═══ RECORDS SUPPLIED
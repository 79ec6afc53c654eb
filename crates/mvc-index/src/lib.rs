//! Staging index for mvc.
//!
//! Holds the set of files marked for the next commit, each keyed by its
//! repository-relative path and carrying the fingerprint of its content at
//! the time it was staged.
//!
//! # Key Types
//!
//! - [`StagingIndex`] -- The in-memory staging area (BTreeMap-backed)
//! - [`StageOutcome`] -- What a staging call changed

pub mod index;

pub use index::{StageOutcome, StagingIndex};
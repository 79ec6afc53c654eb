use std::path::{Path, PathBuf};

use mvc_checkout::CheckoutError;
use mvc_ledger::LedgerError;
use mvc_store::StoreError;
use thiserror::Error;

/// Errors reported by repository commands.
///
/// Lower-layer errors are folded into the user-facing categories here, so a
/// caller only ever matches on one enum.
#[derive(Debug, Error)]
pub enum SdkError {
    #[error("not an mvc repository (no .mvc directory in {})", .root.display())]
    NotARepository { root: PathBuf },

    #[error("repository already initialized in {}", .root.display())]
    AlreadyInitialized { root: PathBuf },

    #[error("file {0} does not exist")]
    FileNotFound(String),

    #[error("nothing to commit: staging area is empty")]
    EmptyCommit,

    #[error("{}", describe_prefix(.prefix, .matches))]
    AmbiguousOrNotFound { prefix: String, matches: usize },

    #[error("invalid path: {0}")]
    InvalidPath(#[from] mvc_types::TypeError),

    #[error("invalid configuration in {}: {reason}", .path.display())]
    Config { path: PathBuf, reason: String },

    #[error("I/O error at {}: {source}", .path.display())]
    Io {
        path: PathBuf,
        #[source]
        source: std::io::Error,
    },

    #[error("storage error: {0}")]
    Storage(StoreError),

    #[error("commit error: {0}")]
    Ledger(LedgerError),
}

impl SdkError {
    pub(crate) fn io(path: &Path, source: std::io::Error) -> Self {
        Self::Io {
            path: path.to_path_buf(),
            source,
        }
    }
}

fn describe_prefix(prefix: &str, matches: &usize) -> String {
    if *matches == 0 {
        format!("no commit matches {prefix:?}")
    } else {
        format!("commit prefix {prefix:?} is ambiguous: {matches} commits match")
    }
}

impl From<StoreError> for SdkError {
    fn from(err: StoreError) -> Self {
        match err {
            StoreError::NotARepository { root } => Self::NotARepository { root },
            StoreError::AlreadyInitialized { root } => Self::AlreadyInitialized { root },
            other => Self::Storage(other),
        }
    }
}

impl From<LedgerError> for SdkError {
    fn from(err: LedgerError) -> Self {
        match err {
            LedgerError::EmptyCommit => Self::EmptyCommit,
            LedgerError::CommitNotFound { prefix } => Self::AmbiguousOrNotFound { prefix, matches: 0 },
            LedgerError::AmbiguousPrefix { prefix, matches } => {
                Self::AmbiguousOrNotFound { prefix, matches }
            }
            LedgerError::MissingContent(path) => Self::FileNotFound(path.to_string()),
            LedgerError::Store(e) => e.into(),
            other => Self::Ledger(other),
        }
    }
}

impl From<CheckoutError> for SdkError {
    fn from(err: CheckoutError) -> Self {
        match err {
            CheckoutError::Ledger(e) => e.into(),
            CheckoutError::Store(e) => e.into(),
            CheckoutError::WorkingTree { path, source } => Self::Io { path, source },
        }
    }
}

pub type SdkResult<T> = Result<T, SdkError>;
══════
### [PROMPT]
Using the entries above, return each line in which the word "into" occurs.

### [TASK RESULT]
/// Lower-layer errors are folded into the user-facing categories here, so a
            LedgerError::Store(e) => e.into(),
            CheckoutError::Ledger(e) => e.into(),
            CheckoutError::Store(e) => e.into(),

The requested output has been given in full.